Each line of the listing where "Debug" appears should be reported.

- - - - - - -

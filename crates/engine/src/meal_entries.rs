//! One row per (meal day, member). Counts are stored in halves.

use sea_orm::{ActiveValue, entity::prelude::*};
use uuid::Uuid;

use crate::{
    DayMeals, EngineError, MealCount, meal_days::MealEntry, util::parse_uuid,
};

#[derive(Clone, Debug, PartialEq, Eq, DeriveEntityModel)]
#[sea_orm(table_name = "meal_entries")]
pub struct Model {
    #[sea_orm(primary_key, auto_increment = false)]
    pub meal_day_id: String,
    #[sea_orm(primary_key, auto_increment = false)]
    pub member_id: String,
    pub breakfast_halves: i64,
    pub lunch_halves: i64,
    pub dinner_halves: i64,
}

#[derive(Copy, Clone, Debug, EnumIter, DeriveRelation)]
pub enum Relation {
    #[sea_orm(
        belongs_to = "super::meal_days::Entity",
        from = "Column::MealDayId",
        to = "super::meal_days::Column::Id",
        on_update = "NoAction",
        on_delete = "Cascade"
    )]
    MealDay,
    #[sea_orm(
        belongs_to = "super::members::Entity",
        from = "Column::MemberId",
        to = "super::members::Column::Id",
        on_update = "NoAction",
        on_delete = "Cascade"
    )]
    Member,
}

impl Related<super::meal_days::Entity> for Entity {
    fn to() -> RelationDef {
        Relation::MealDay.def()
    }
}

impl Related<super::members::Entity> for Entity {
    fn to() -> RelationDef {
        Relation::Member.def()
    }
}

impl ActiveModelBehavior for ActiveModel {}

impl ActiveModel {
    pub(crate) fn from_entry(meal_day_id: Uuid, entry: &MealEntry) -> Self {
        Self {
            meal_day_id: ActiveValue::Set(meal_day_id.to_string()),
            member_id: ActiveValue::Set(entry.member_id.to_string()),
            breakfast_halves: ActiveValue::Set(entry.meals.breakfast.halves()),
            lunch_halves: ActiveValue::Set(entry.meals.lunch.halves()),
            dinner_halves: ActiveValue::Set(entry.meals.dinner.halves()),
        }
    }
}

impl TryFrom<Model> for MealEntry {
    type Error = EngineError;

    fn try_from(model: Model) -> Result<Self, Self::Error> {
        Ok(Self {
            member_id: parse_uuid(&model.member_id, "member")?,
            meals: DayMeals::new(
                MealCount::from_halves(model.breakfast_halves)?,
                MealCount::from_halves(model.lunch_halves)?,
                MealCount::from_halves(model.dinner_halves)?,
            ),
        })
    }
}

- - - - - - -

▸ Written answer:
#[derive(Clone, Debug, PartialEq, Eq, DeriveEntityModel)]
#[derive(Copy, Clone, Debug, EnumIter, DeriveRelation)]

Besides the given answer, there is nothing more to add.